++++ Information supplied ++++

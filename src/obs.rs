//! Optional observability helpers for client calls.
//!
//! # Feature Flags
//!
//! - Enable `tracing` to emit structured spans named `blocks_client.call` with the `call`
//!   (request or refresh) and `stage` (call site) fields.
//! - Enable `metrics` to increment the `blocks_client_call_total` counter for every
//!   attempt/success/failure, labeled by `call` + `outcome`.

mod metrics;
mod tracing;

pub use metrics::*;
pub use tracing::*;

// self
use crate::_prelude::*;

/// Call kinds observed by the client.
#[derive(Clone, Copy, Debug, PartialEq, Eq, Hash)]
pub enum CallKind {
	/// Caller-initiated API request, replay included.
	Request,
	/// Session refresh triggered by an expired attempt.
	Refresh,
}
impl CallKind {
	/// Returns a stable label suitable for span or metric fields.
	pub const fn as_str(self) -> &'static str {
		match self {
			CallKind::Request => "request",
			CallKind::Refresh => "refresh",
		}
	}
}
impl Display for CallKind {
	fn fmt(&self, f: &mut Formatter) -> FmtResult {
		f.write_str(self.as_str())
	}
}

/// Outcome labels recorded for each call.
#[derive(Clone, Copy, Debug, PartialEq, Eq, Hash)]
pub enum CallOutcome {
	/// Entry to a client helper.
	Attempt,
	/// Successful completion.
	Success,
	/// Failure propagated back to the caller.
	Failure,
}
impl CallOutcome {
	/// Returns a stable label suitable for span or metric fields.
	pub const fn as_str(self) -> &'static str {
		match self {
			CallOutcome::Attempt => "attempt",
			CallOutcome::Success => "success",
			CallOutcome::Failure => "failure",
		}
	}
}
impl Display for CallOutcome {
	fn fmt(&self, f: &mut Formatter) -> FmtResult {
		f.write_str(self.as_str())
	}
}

++++

▶ [Your assignment]: The answer consists of every entry, returned exactly.

▶ [Solution for this problem]:
filename src/obs.rs
//! Optional observability helpers for client calls.
//!
//! # Feature Flags
//!
//! - Enable `tracing` to emit structured spans named `blocks_client.call` with the `call`
//!   (request or refresh) and `stage` (call site) fields.
//! - Enable `metrics` to increment the `blocks_client_call_total` counter for every
//!   attempt/success/failure, labeled by `call` + `outcome`.

mod metrics;
mod tracing;

pub use metrics::*;
pub use tracing::*;

// self
use crate::_prelude::*;

/// Call kinds observed by the client.
#[derive(Clone, Copy, Debug, PartialEq, Eq, Hash)]
pub enum CallKind {
	/// Caller-initiated API request, replay included.
	Request,
	/// Session refresh triggered by an expired attempt.
	Refresh,
}
impl CallKind {
	/// Returns a stable label suitable for span or metric fields.
	pub const fn as_str(self) -> &'static str {
		match self {
			CallKind::Request => "request",
			CallKind::Refresh => "refresh",
		}
	}
}
impl Display for CallKind {
	fn fmt(&self, f: &mut Formatter) -> FmtResult {
		f.write_str(self.as_str())
	}
}

/// Outcome labels recorded for each call.
#[derive(Clone, Copy, Debug, PartialEq, Eq, Hash)]
pub enum CallOutcome {
	/// Entry to a client helper.
	Attempt,
	/// Successful completion.
	Success,
	/// Failure propagated back to the caller.
	Failure,
}
impl CallOutcome {
	/// Returns a stable label suitable for span or metric fields.
	pub const fn as_str(self) -> &'static str {
		match self {
			CallOutcome::Attempt => "attempt",
			CallOutcome::Success => "success",
			CallOutcome::Failure => "failure",
		}
	}
}
impl Display for CallOutcome {
	fn fmt(&self, f: &mut Formatter) -> FmtResult {
		f.write_str(self.as_str())
	}
}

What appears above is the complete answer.